- [TASK PROMPT]:
Reproduce exactly, and only, the lines below from the one containing "the rule table." through the one containing "remainder (including none).".

- [DATASET CONTENT]:
// SPDX-License-Identifier: AGPL-3.0-or-later
//
// Copyright (C) 2026 Social Forum Contributors

//! Audit logging for destructive and administrative operations.
//!
//! Cross-store deletions must stay explainable after the fact: which
//! principal deleted what, and whether media cleanup kept up. Events are
//! appended to an in-process log and queryable through the admin API;
//! media-cleanup failures are additionally visible in the server log via
//! `tracing`.

use chrono::{DateTime, Utc};
use serde::{Deserialize, Serialize};
use std::sync::Mutex;
use utoipa::ToSchema;

/// Types of auditable events.
#[derive(Debug, Clone, Copy, Serialize, Deserialize, PartialEq, Eq, ToSchema)]
#[serde(rename_all = "snake_case")]
pub enum AuditEventType {
    // Account events
    UserRegistered,
    UserPromoted,
    UserDeleted,

    // Post events
    PostDeleted,

    // Reconciliation events
    OrphanScan,
    OrphanCleanup,

    // Admin events
    AdminAccess,
}

/// An audit log entry.
#[derive(Debug, Clone, Serialize, Deserialize, ToSchema)]
pub struct AuditEvent {
    /// Unique event ID.
    pub event_id: String,
    /// When the event occurred.
    pub timestamp: DateTime<Utc>,
    /// Type of event.
    pub event_type: AuditEventType,
    /// Principal that triggered the event (if known).
    pub subject: Option<String>,
    /// Resource affected (post id, user id, object key).
    pub resource_id: Option<String>,
    /// Resource type (post, user, media).
    pub resource_type: Option<String>,
    /// Additional details as JSON.
    #[schema(value_type = Option<Object>)]
    pub details: Option<serde_json::Value>,
}

impl AuditEvent {
    /// Create a new audit event.
    pub fn new(event_type: AuditEventType) -> Self {
        Self {
            event_id: uuid::Uuid::new_v4().to_string(),
            timestamp: Utc::now(),
            event_type,
            subject: None,
            resource_id: None,
            resource_type: None,
            details: None,
        }
    }

    /// Set the acting principal's subject.
    pub fn by(mut self, subject: impl Into<String>) -> Self {
        self.subject = Some(subject.into());
        self
    }

    /// Set the resource.
    pub fn on(
        mut self,
        resource_type: impl Into<String>,
        resource_id: impl Into<String>,
    ) -> Self {
        self.resource_type = Some(resource_type.into());
        self.resource_id = Some(resource_id.into());
        self
    }

    /// Add details.
    pub fn with_details(mut self, details: serde_json::Value) -> Self {
        self.details = Some(details);
        self
    }
}

/// Append-only in-process audit log.
pub struct AuditLog {
    events: Mutex<Vec<AuditEvent>>,
}

impl AuditLog {
    pub fn new() -> Self {
        Self {
            events: Mutex::new(Vec::new()),
        }
    }

    /// Append one event.
    pub fn record(&self, event: AuditEvent) {
        self.lock().push(event);
    }

    /// The most recent `limit` events, newest first.
    pub fn recent(&self, limit: usize) -> Vec<AuditEvent> {
        let events = self.lock();
        events.iter().rev().take(limit).cloned().collect()
    }

    /// Total number of recorded events.
    pub fn len(&self) -> usize {
        self.lock().len()
    }

    pub fn is_empty(&self) -> bool {
        self.len() == 0
    }

    fn lock(&self) -> std::sync::MutexGuard<'_, Vec<AuditEvent>> {
        self.events.lock().unwrap_or_else(|e| e.into_inner())
    }
}

impl Default for AuditLog {
    fn default() -> Self {
        Self::new()
    }
}
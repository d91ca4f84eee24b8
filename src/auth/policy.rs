// SPDX-License-Identifier: AGPL-3.0-or-later
//
// Copyright (C) 2026 Social Forum Contributors

//! Route-based access policy.
//!
//! A static rule table maps (method, path pattern) to an access
//! requirement. The table is built once at process start and read
//! concurrently without synchronization.
//!
//! Evaluation precedence is fixed, independent of declaration order:
//! admin-only rules, then owner-or-admin rules, then authenticated rules,
//! then public rules, then the default (authenticated). Within one tier the
//! first declared match wins.
//!
//! `OwnerOrAdmin` is only half-decidable here: the policy can demand *some*
//! authenticated principal, but ownership needs the target entity, which
//! the consuming handler loads. Such routes therefore resolve to
//! [`Decision::RequiresOwnerCheck`].

use axum::http::Method;

use super::claims::Principal;

/// Access requirement attached to a route pattern.
#[derive(Debug, Clone, Copy, PartialEq, Eq)]
pub enum Requirement {
    /// Anyone, authenticated or not.
    Public,
    /// Any authenticated principal.
    Authenticated,
    /// Admin principals only.
    RoleAdmin,
    /// Authenticated here; ownership checked by the handler.
    OwnerOrAdmin,
}

/// One row of the rule table.
#[derive(Debug, Clone)]
pub struct AccessRule {
    /// Method the rule applies to; `None` matches every method.
    method: Option<Method>,
    /// Path pattern: `*` matches one segment, a trailing `**` matches any
    /// remainder (including none).
    pattern: &'static str,
    requirement: Requirement,
}

impl AccessRule {
    const fn new(method: Option<Method>, pattern: &'static str, requirement: Requirement) -> Self {
        Self {
            method,
            pattern,
            requirement,
        }
    }

    fn matches(&self, method: &Method, path: &str) -> bool {
        if let Some(ref m) = self.method {
            if m != method {
                return false;
            }
        }
        path_matches(self.pattern, path)
    }
}

/// Outcome of evaluating the policy for one request.
#[derive(Debug, Clone, Copy, PartialEq, Eq)]
pub enum Decision {
    /// Proceed to the handler.
    Allow,
    /// Proceed, but the handler must verify ownership (or admin role)
    /// against the loaded entity.
    RequiresOwnerCheck,
    /// 401: no valid principal and the route requires one.
    Unauthorized,
    /// 403: principal present but lacks the required role.
    Forbidden,
}

/// Static route policy evaluated after the authentication gate.
pub struct AccessPolicy {
    rules: Vec<AccessRule>,
}

impl AccessPolicy {
    /// The forum's rule table.
    pub fn standard() -> Self {
        use Requirement::*;

        Self::with_rules(vec![
            // Admin surface
            AccessRule::new(None, "/api/admin/**", RoleAdmin),
            // Deletion is owner-or-admin; ownership resolved by the handler
            AccessRule::new(Some(Method::DELETE), "/api/posts/*", OwnerOrAdmin),
            AccessRule::new(Some(Method::DELETE), "/api/users/*", OwnerOrAdmin),
            // Authenticated surface
            AccessRule::new(Some(Method::POST), "/api/posts", Authenticated),
            AccessRule::new(None, "/api/uploads/**", Authenticated),
            AccessRule::new(Some(Method::GET), "/api/users/me", Authenticated),
            AccessRule::new(None, "/api/comments/**", Authenticated),
            AccessRule::new(None, "/api/likes/**", Authenticated),
            // Public surface
            AccessRule::new(Some(Method::GET), "/health", Public),
            AccessRule::new(Some(Method::POST), "/api/users/register", Public),
            AccessRule::new(Some(Method::POST), "/api/users/login", Public),
            AccessRule::new(Some(Method::GET), "/api/posts", Public),
            AccessRule::new(Some(Method::GET), "/api/posts/*", Public),
            AccessRule::new(Some(Method::GET), "/api/posts/user/**", Public),
            AccessRule::new(None, "/docs/**", Public),
            AccessRule::new(None, "/api-doc/**", Public),
        ])
    }

    /// Build a policy from an explicit rule list.
    pub fn with_rules(rules: Vec<AccessRule>) -> Self {
        Self { rules }
    }

    /// Evaluate the first matching rule under the fixed tier precedence.
    pub fn check(&self, method: &Method, path: &str, principal: Option<&Principal>) -> Decision {
        const TIERS: [Requirement; 4] = [
            Requirement::RoleAdmin,
            Requirement::OwnerOrAdmin,
            Requirement::Authenticated,
            Requirement::Public,
        ];

        for tier in TIERS {
            let matched = self
                .rules
                .iter()
                .any(|r| r.requirement == tier && r.matches(method, path));
            if matched {
                return Self::decide(tier, principal);
            }
        }

        // No rule matched: default to requiring authentication.
        Self::decide(Requirement::Authenticated, principal)
    }

    fn decide(requirement: Requirement, principal: Option<&Principal>) -> Decision {
        match (requirement, principal) {
            (Requirement::Public, _) => Decision::Allow,
            (_, None) => Decision::Unauthorized,
            (Requirement::Authenticated, Some(_)) => Decision::Allow,
            (Requirement::OwnerOrAdmin, Some(_)) => Decision::RequiresOwnerCheck,
            (Requirement::RoleAdmin, Some(p)) if p.is_admin() => Decision::Allow,
            (Requirement::RoleAdmin, Some(_)) => Decision::Forbidden,
        }
    }
}

/// Segment-wise pattern match. `*` consumes exactly one segment; a trailing
/// `**` consumes any remainder, including an empty one.
fn path_matches(pattern: &str, path: &str) -> bool {
    fn split(s: &str) -> impl Iterator<Item = &str> {
        s.split('/').filter(|seg| !seg.is_empty())
    }

    let pattern: Vec<&str> = split(pattern).collect();
    let path: Vec<&str> = split(path).collect();

    let mut i = 0;
    for (p, seg) in pattern.iter().zip(path.iter()) {
        if *p == "**" {
            return true;
        }
        if *p != "*" && p != seg {
            return false;
        }
        i += 1;
    }

    // Pattern exhausted its zip: either both ran out together, or the
    // remaining pattern is exactly a trailing `**`.
    match pattern.get(i) {
        Some(&"**") => true,
        Some(_) => false,
        None => path.len() == i,
    }
}

#[cfg(test)]
mod tests {
    use super::*;
    use crate::auth::Role;

    fn principal(role: Role) -> Principal {
        Principal {
            subject: "alice".to_string(),
            role,
        }
    }

    #[test]
    fn pattern_matching_semantics() {
        assert!(path_matches("/api/posts", "/api/posts"));
        assert!(!path_matches("/api/posts", "/api/posts/5"));
        assert!(path_matches("/api/posts/*", "/api/posts/5"));
        assert!(!path_matches("/api/posts/*", "/api/posts/5/share"));
        assert!(path_matches("/api/admin/**", "/api/admin"));
        assert!(path_matches("/api/admin/**", "/api/admin/users/5"));
        assert!(!path_matches("/api/admin/**", "/api/posts"));
        assert!(path_matches("/api/posts/user/**", "/api/posts/user/alice"));
    }

    #[test]
    fn admin_route_requires_admin_role() {
        let policy = AccessPolicy::standard();
        let path = "/api/admin/users/5";

        // No token: 401.
        assert_eq!(
            policy.check(&Method::DELETE, path, None),
            Decision::Unauthorized
        );
        // USER token: 403.
        assert_eq!(
            policy.check(&Method::DELETE, path, Some(&principal(Role::User))),
            Decision::Forbidden
        );
        // ADMIN token: allowed.
        assert_eq!(
            policy.check(&Method::DELETE, path, Some(&principal(Role::Admin))),
            Decision::Allow
        );
    }

    #[test]
    fn post_deletion_defers_to_owner_check() {
        let policy = AccessPolicy::standard();
        assert_eq!(
            policy.check(&Method::DELETE, "/api/posts/5", None),
            Decision::Unauthorized
        );
        assert_eq!(
            policy.check(&Method::DELETE, "/api/posts/5", Some(&principal(Role::User))),
            Decision::RequiresOwnerCheck
        );
    }

    #[test]
    fn public_routes_allow_anonymous() {
        let policy = AccessPolicy::standard();
        assert_eq!(
            policy.check(&Method::POST, "/api/users/login", None),
            Decision::Allow
        );
        assert_eq!(
            policy.check(&Method::GET, "/api/posts/17", None),
            Decision::Allow
        );
        assert_eq!(policy.check(&Method::GET, "/health", None), Decision::Allow);
    }

    #[test]
    fn unmatched_paths_default_to_authenticated() {
        let policy = AccessPolicy::standard();
        assert_eq!(
            policy.check(&Method::GET, "/api/unknown", None),
            Decision::Unauthorized
        );
        assert_eq!(
            policy.check(&Method::GET, "/api/unknown", Some(&principal(Role::User))),
            Decision::Allow
        );
    }

    #[test]
    fn method_restricted_rules_do_not_leak_across_methods() {
        let policy = AccessPolicy::standard();
        // GET /api/posts is public, but POST is authenticated-only.
        assert_eq!(policy.check(&Method::GET, "/api/posts", None), Decision::Allow);
        assert_eq!(
            policy.check(&Method::POST, "/api/posts", None),
            Decision::Unauthorized
        );
    }

    #[test]
    fn admin_tier_wins_over_overlapping_public_rule() {
        // Precedence is by tier, not declaration order: a public rule
        // declared first does not shadow an admin rule on the same path.
        let policy = AccessPolicy::with_rules(vec![
            AccessRule::new(None, "/api/things/**", Requirement::Public),
            AccessRule::new(None, "/api/things/**", Requirement::RoleAdmin),
        ]);

        assert_eq!(
            policy.check(&Method::GET, "/api/things/1", None),
            Decision::Unauthorized
        );
        assert_eq!(
            policy.check(&Method::GET, "/api/things/1", Some(&principal(Role::Admin))),
            Decision::Allow
        );
    }
}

- [RESULT BELOW]:
/// One row of the rule table.
#[derive(Debug, Clone)]
pub struct AccessRule {
    /// Method the rule applies to; `None` matches every method.
    method: Option<Method>,
    /// Path pattern: `*` matches one segment, a trailing `**` matches any
    /// remainder (including none).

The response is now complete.